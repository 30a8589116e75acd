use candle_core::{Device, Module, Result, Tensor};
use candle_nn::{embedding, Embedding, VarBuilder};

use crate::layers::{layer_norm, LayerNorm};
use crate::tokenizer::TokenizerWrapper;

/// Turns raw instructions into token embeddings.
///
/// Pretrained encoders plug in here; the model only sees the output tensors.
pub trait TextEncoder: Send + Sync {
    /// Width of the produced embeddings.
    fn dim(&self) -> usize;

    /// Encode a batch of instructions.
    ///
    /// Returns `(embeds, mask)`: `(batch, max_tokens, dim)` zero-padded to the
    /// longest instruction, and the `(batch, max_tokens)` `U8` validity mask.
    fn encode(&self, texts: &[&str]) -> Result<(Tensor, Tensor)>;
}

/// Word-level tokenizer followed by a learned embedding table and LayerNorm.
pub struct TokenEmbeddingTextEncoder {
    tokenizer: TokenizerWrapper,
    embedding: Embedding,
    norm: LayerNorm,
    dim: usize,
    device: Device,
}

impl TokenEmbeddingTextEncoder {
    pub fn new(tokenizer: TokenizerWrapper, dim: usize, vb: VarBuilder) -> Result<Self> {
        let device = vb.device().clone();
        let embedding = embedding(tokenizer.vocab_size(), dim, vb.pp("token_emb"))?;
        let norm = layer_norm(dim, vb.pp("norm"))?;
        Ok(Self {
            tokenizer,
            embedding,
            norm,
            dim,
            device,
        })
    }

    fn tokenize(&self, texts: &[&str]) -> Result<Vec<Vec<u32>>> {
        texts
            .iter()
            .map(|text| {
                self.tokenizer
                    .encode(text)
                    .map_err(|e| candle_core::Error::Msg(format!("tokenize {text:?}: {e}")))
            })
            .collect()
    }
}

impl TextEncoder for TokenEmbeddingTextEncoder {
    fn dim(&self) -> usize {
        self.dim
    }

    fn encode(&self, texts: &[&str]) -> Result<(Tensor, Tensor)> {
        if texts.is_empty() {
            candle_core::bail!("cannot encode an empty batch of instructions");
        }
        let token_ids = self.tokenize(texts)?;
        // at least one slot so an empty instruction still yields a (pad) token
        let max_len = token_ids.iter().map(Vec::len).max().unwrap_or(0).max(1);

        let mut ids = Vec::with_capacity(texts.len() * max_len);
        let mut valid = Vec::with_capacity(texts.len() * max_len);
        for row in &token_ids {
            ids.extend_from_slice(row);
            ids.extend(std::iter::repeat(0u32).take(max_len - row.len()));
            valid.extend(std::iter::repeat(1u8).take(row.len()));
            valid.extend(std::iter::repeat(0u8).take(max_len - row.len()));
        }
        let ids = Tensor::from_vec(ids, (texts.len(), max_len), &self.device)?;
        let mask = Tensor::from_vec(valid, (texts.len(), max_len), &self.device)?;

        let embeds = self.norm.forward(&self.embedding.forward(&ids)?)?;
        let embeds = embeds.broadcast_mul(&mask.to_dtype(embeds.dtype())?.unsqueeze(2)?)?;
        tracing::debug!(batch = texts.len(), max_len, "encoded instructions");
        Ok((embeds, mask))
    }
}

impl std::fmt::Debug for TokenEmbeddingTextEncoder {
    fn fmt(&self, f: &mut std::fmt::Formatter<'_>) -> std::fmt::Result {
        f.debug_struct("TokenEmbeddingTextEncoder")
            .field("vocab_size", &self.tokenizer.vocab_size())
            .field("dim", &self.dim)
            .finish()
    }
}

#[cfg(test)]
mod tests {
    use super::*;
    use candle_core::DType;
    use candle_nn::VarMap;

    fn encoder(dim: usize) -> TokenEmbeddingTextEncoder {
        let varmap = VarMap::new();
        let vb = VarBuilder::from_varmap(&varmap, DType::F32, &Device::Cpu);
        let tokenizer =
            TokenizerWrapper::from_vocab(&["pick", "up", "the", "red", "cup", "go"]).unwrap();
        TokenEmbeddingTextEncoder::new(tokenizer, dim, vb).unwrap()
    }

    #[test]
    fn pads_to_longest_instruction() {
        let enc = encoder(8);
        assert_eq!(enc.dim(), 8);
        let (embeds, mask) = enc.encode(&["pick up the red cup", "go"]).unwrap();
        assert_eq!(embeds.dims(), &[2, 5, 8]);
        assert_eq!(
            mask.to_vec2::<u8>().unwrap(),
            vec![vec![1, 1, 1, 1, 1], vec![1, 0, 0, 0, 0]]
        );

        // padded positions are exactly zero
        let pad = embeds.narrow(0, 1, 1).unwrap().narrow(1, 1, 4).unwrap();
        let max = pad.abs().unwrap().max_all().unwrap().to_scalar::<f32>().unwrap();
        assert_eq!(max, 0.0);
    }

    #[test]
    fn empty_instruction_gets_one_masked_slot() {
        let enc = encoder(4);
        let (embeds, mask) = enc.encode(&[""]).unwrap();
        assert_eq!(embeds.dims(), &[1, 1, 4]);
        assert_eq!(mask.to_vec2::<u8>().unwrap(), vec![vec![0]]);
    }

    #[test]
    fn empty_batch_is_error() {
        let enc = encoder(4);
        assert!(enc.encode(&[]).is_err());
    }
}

________

Wherever a line in the entries holds "padded", copy that line.

    /// Returns `(embeds, mask)`: `(batch, max_tokens, dim)` zero-padded to the
        // padded positions are exactly zero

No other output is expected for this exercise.